**Instructions to follow**: In the records below, find the line containing "pub use config::BridgeConfig;", then reproduce that line and every one after it to the end, exactly and alone.
[Entries shown — start]
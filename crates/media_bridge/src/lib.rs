//! Thumbar media bridge.
//!
//! This crate connects a page to the taskbar thumbnail toolbar of its host:
//! - Element Tracker: reports play/pause transitions of every media element
//! - Playback Bridge: turns thumbar presses into in-page actions
//! - Host capability probing and the in-process host

pub mod bridge;
pub mod config;
pub mod host;
pub mod local_host;
pub mod page;
pub mod selector_chain;
pub mod tracker;

pub use bridge::{AttemptOutcome, PlaybackBridge, PlaybackIntent, ToggleRequest};
pub use config::BridgeConfig;
pub use host::{
    EventSurface, HostApi, HostCapabilities, HostEventHandler, HostGlobals, HostNamespace, HostNotifier,
    InvokeSurface,
};
pub use local_host::{InvokeCall, LocalHost, ThumbButton};
pub use page::{PageContext, Session};
pub use selector_chain::{ChainMatch, ChainRule, SelectorChain, TransportAction};
pub use tracker::{ElementTracker, Registration};

/// Bridge version.
pub const VERSION: &str = env!("CARGO_PKG_VERSION");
[Entries shown — finish]
**Answer area**:
pub use config::BridgeConfig;
pub use host::{
    EventSurface, HostApi, HostCapabilities, HostEventHandler, HostGlobals, HostNamespace, HostNotifier,
    InvokeSurface,
};
pub use local_host::{InvokeCall, LocalHost, ThumbButton};
pub use page::{PageContext, Session};
pub use selector_chain::{ChainMatch, ChainRule, SelectorChain, TransportAction};
pub use tracker::{ElementTracker, Registration};

/// Bridge version.
pub const VERSION: &str = env!("CARGO_PKG_VERSION");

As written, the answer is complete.